1311 F3 coverIn this article, we present the analysis of electromagnetic interference (EMI) shielding effects of wireless power transfer (WPT) using magnetic resonance coupling for board-to-board level interconnection. Board-to-board WPT consists of source coil, receiver coil, and load which are manufactured on printed circuit board (PCB).

The coil is expressed as a simple equivalent circuit model, of which the components are calculated using the physical dimensions of the coil. It is verified that the results of model estimation in both frequency- and time-domain show a good correlation with simulated and measured results under 1GHz. Voltage transfer ratio (VTR) of board-to-board WPT was achieved to be 0.49. In addition, EMI shielding effects in WPT with materials such as ferrite and metal film is analyzed using verified model. The shielding effects of each film in WPT are compared by observing their magnetic field distribution.

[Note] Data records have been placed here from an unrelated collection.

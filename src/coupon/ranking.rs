//! Display ordering for coupons and matches.

use std::cmp::Reverse;

use serde::Serialize;

use super::aggregator::CouponTally;
use super::types::Coupon;
use crate::fixture::Match;
use crate::resolution::Outcome;

/// Coupon together with its current status. Recomputed on every read.
#[derive(Debug, Clone, PartialEq, Serialize)]
pub struct CouponWithStatus {
    /// Coupon record.
    #[serde(flatten)]
    pub coupon: Coupon,
    /// Status and counters.
    #[serde(flatten)]
    pub tally: CouponTally,
}

impl CouponWithStatus {
    /// Aggregate status.
    pub fn status(&self) -> Outcome {
        self.tally.status
    }
}

/// Sort position of a coupon status: won, then pending, then lost.
pub fn status_rank(status: Outcome) -> u8 {
    match status {
        Outcome::Won => 0,
        Outcome::Pending => 1,
        Outcome::Lost => 2,
    }
}

/// Order coupons by status, then by most legs won.
///
/// The sort is stable, so ties keep the order the coupons were fetched in.
pub fn rank_coupons(coupons: &mut [CouponWithStatus]) {
    coupons.sort_by_key(|c| (status_rank(c.tally.status), Reverse(c.tally.won_count)));
}

/// Order matches: live first, then paused at half time, then finished;
/// newest first within each group.
pub fn rank_matches(matches: &mut [Match]) {
    matches.sort_by_key(|m| (m.is_finished(), m.is_half_time(), Reverse(m.created_at)));
}

#[cfg(test)]
mod tests {
    use super::*;
    use chrono::{Duration, Utc};

    fn with_status(name: &str, status: Outcome, won_count: usize) -> CouponWithStatus {
        CouponWithStatus {
            coupon: Coupon::new(name),
            tally: CouponTally {
                status,
                won_count,
                total_count: 5,
            },
        }
    }

    fn names(coupons: &[CouponWithStatus]) -> Vec<&str> {
        coupons.iter().map(|c| c.coupon.name.as_str()).collect()
    }

    #[test]
    fn coupons_rank_by_status_then_wins() {
        let mut coupons = vec![
            with_status("lost", Outcome::Lost, 4),
            with_status("pending-1", Outcome::Pending, 1),
            with_status("won", Outcome::Won, 5),
            with_status("pending-3", Outcome::Pending, 3),
        ];
        rank_coupons(&mut coupons);

        assert_eq!(names(&coupons), vec!["won", "pending-3", "pending-1", "lost"]);
    }

    #[test]
    fn coupon_ties_keep_fetch_order() {
        let mut coupons = vec![
            with_status("first", Outcome::Pending, 2),
            with_status("second", Outcome::Pending, 2),
            with_status("third", Outcome::Pending, 2),
        ];
        rank_coupons(&mut coupons);

        assert_eq!(names(&coupons), vec!["first", "second", "third"]);
    }

    #[test]
    fn matches_rank_live_then_half_time_then_finished() {
        let now = Utc::now();
        let mut old_live = Match::new("old", "live");
        old_live.created_at = now - Duration::minutes(10);
        let mut new_live = Match::new("new", "live");
        new_live.created_at = now;
        let paused = Match::new("half", "time").with_phases(true, false);
        let done = Match::new("full", "time").with_phases(true, true);

        let mut matches = vec![done, paused, old_live, new_live];
        rank_matches(&mut matches);

        let order: Vec<&str> = matches.iter().map(|m| m.home_team.as_str()).collect();
        assert_eq!(order, vec!["new", "old", "half", "full"]);
    }

    #[test]
    fn serializes_flat_with_counters() {
        let value = serde_json::to_value(with_status("c", Outcome::Won, 5)).unwrap();
        assert_eq!(value["name"], "c");
        assert_eq!(value["status"], "won");
        assert_eq!(value["wonCount"], 5);
        assert_eq!(value["totalCount"], 5);
    }
}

The wireless power transfer (WPT) technology is recently applied to multiple applications such as wireless charging systems for mobile phones, laptops and other handheld devices [1]. With miniaturization, this technology can be applied to more various applications such as board-to-board level interconnections, which mean that power is transferred from upper source board to lower receiver board, for mobile devices. Conventionally, board-to-board level power interconnections have been designed using connectors; however, as more and more components are mounted on the tiny board, the number of power lines increases dramatically, while the number of signal lines even exceeds that of power lines. Therefore, instead of using power lines, the required power needs to be transferred wirelessly.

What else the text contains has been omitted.